Ever since TVs turned "smart" and started shipping with inbuilt internet access, they've adopted features and apps that were once reserved for games consoles, media hubs and PCs. Now, you can use a smart TVs as your sole media streaming device, as most support dedicated entertainment programs such as Apple TV+, Amazon Prime Video, Netflix, Stan and Foxtel Now.
But just because your TV can connect to the internet, doesn't mean it has to. In fact, you may find that removing it from the network is a safer option.
This may seem like a strange idea at first. After all, if a device can connect to the internet, why not let it go online? Like your PC, smartphone and basically any other connected device, your TV runs the risk of being compromised by unscrupulous types if it's hooked up to a network.
Smart TVs can be hacked with a number of vulnerabilities. These included:
- Access to inbuilt cameras (in older TVs)
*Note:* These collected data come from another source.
//! Versioned JSON snapshots of the record table.
//!
//! Vectors are stored as base64 of their little-endian `f32` bytes so a
//! reloaded index is bit-identical to the saved one. Writes go to a sibling
//! temp file that is renamed over the target once written, so readers never
//! see a half-written snapshot. The data is not fsynced.

use crate::error::{DatabaseError, Result};
use crate::metrics::MetricsSnapshot;
use base64::{engine::general_purpose::STANDARD, Engine as _};
use rag_vector_store::vector::{decode_vector, encode_vector};
use rag_vector_store::{DocumentMetadata, LshConfig, Record, RecordId, VectorStoreError};
use serde::{Deserialize, Serialize};
use std::ffi::OsString;
use std::path::{Path, PathBuf};

pub const SNAPSHOT_FORMAT_VERSION: u32 = 1;

/// File name used when `save`/`load` is given a directory
pub const SNAPSHOT_FILE_NAME: &str = "ragdb.snapshot.json";

/// Hashing parameters a snapshot was built with.
#[derive(Debug, Clone, Copy, PartialEq, Eq, Serialize, Deserialize)]
pub struct PersistedLsh {
    pub bands: usize,
    pub bits_per_band: usize,
    pub max_candidates: usize,
    pub seed: u64,
}

impl From<&LshConfig> for PersistedLsh {
    fn from(config: &LshConfig) -> Self {
        Self {
            bands: config.bands,
            bits_per_band: config.bits_per_band,
            max_candidates: config.max_candidates,
            seed: config.seed,
        }
    }
}

#[derive(Debug, Clone, PartialEq, Serialize, Deserialize)]
pub struct PersistedRecord {
    pub id: RecordId,
    pub external_id: String,
    pub parent_external_id: String,
    pub chunk_index: usize,
    pub text: String,
    /// base64 of little-endian `f32` components
    pub vector: String,
    #[serde(default)]
    pub metadata: DocumentMetadata,
    #[serde(default)]
    pub tombstoned: bool,
}

impl PersistedRecord {
    fn from_record(record: &Record) -> Self {
        Self {
            id: record.id,
            external_id: record.external_id.clone(),
            parent_external_id: record.parent_external_id.clone(),
            chunk_index: record.chunk_index,
            text: record.text.clone(),
            vector: STANDARD.encode(encode_vector(&record.vector)),
            metadata: record.metadata.clone(),
            tombstoned: record.tombstoned,
        }
    }

    fn into_record(self, dimension: usize) -> Result<Record> {
        let bytes = STANDARD.decode(self.vector.as_bytes()).map_err(|err| {
            VectorStoreError::CorruptRecords(format!("record {}: bad vector encoding: {err}", self.id))
        })?;
        let vector = decode_vector(&bytes, dimension).ok_or_else(|| {
            VectorStoreError::CorruptRecords(format!(
                "record {}: vector holds {} bytes, expected {}",
                self.id,
                bytes.len(),
                dimension * 4
            ))
        })?;
        Ok(Record {
            id: self.id,
            external_id: self.external_id,
            parent_external_id: self.parent_external_id,
            chunk_index: self.chunk_index,
            text: self.text,
            vector,
            metadata: self.metadata,
            tombstoned: self.tombstoned,
        })
    }
}

#[derive(Debug, Deserialize)]
struct SnapshotHeader {
    format_version: u32,
}

/// Everything needed to rebuild a database.
#[derive(Debug, Clone, PartialEq, Serialize, Deserialize)]
pub struct Snapshot {
    pub format_version: u32,
    pub dimension: usize,
    pub lsh: PersistedLsh,
    pub metrics: MetricsSnapshot,
    pub records: Vec<PersistedRecord>,
}

impl Snapshot {
    pub fn capture<'a>(
        dimension: usize,
        lsh: &LshConfig,
        records: impl IntoIterator<Item = &'a Record>,
        metrics: MetricsSnapshot,
    ) -> Self {
        Self {
            format_version: SNAPSHOT_FORMAT_VERSION,
            dimension,
            lsh: PersistedLsh::from(lsh),
            metrics,
            records: records.into_iter().map(PersistedRecord::from_record).collect(),
        }
    }

    /// Reject snapshots built for another dimension or hashing setup.
    ///
    /// `max_candidates` is a query-time bound and may differ.
    pub fn check_compatible(&self, dimension: usize, lsh: &LshConfig) -> Result<()> {
        if self.dimension != dimension {
            return Err(DatabaseError::DimensionMismatch {
                expected: dimension,
                actual: self.dimension,
            });
        }
        let live = PersistedLsh::from(lsh);
        if self.lsh.bands != live.bands
            || self.lsh.bits_per_band != live.bits_per_band
            || self.lsh.seed != live.seed
        {
            return Err(DatabaseError::config_mismatch(format!(
                "snapshot LSH (bands {}, bits {}, seed {}) differs from live (bands {}, bits {}, seed {})",
                self.lsh.bands,
                self.lsh.bits_per_band,
                self.lsh.seed,
                live.bands,
                live.bits_per_band,
                live.seed
            )));
        }
        Ok(())
    }

    /// Decode every record, in id order.
    pub fn into_records(self) -> Result<(Vec<Record>, MetricsSnapshot)> {
        let dimension = self.dimension;
        let records = self
            .records
            .into_iter()
            .map(|record| record.into_record(dimension))
            .collect::<Result<Vec<_>>>()?;
        Ok((records, self.metrics))
    }
}

/// A directory resolves to `<dir>/ragdb.snapshot.json`; anything else is used as-is.
pub async fn resolve_snapshot_path(path: &Path) -> PathBuf {
    match tokio::fs::metadata(path).await {
        Ok(meta) if meta.is_dir() => path.join(SNAPSHOT_FILE_NAME),
        _ => path.to_path_buf(),
    }
}

fn temp_path_for(path: &Path) -> Result<PathBuf> {
    let file_name = path.file_name().ok_or_else(|| {
        std::io::Error::new(
            std::io::ErrorKind::InvalidInput,
            format!("snapshot path {} has no file name", path.display()),
        )
    })?;
    let mut tmp_name = OsString::from(file_name);
    tmp_name.push(".tmp");
    Ok(path.with_file_name(tmp_name))
}

/// Atomically replace `path` with `snapshot`.
pub async fn write_snapshot(path: &Path, snapshot: &Snapshot) -> Result<()> {
    if let Some(parent) = path.parent().filter(|p| !p.as_os_str().is_empty()) {
        tokio::fs::create_dir_all(parent).await?;
    }

    let bytes = serde_json::to_vec(snapshot)?;
    let tmp = temp_path_for(path)?;
    let written = async {
        tokio::fs::write(&tmp, &bytes).await?;
        tokio::fs::rename(&tmp, path).await
    }
    .await;

    if let Err(err) = written {
        if let Err(cleanup) = tokio::fs::remove_file(&tmp).await {
            if cleanup.kind() != std::io::ErrorKind::NotFound {
                log::warn!("Failed to remove temp snapshot {}: {cleanup}", tmp.display());
            }
        }
        return Err(err.into());
    }
    Ok(())
}

/// Read and version-check a snapshot. Compatibility with the live database is
/// checked separately by [`Snapshot::check_compatible`].
pub async fn read_snapshot(path: &Path) -> Result<Snapshot> {
    let bytes = tokio::fs::read(path).await?;
    parse_snapshot(&bytes)
}

pub fn parse_snapshot(bytes: &[u8]) -> Result<Snapshot> {
    let header: SnapshotHeader = serde_json::from_slice(bytes)?;
    if header.format_version != SNAPSHOT_FORMAT_VERSION {
        return Err(DatabaseError::FormatVersionMismatch {
            found: header.format_version,
            expected: SNAPSHOT_FORMAT_VERSION,
        });
    }
    Ok(serde_json::from_slice(bytes)?)
}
- Files stored on the television either on the TVs memory or an attached storage device.
- Personal and financial information in-services such as Amazon.
- Social and communication apps such as Facebook.
Still, this, combined with the ever present risk of hacking, prompted people to disconnect their smart TVs. It's actually a viable option depending on your home media setup. In fact, a connected TV may be unnecessary depending on your media demands.
This is where the pros and cons of keeping a smart TV connected become a little harder to answer. Once any device goes online, it's potentially vulnerable – and your TV is no exception. However, you need to consider whether or not nefarious types would even be interested in cracking into your TV.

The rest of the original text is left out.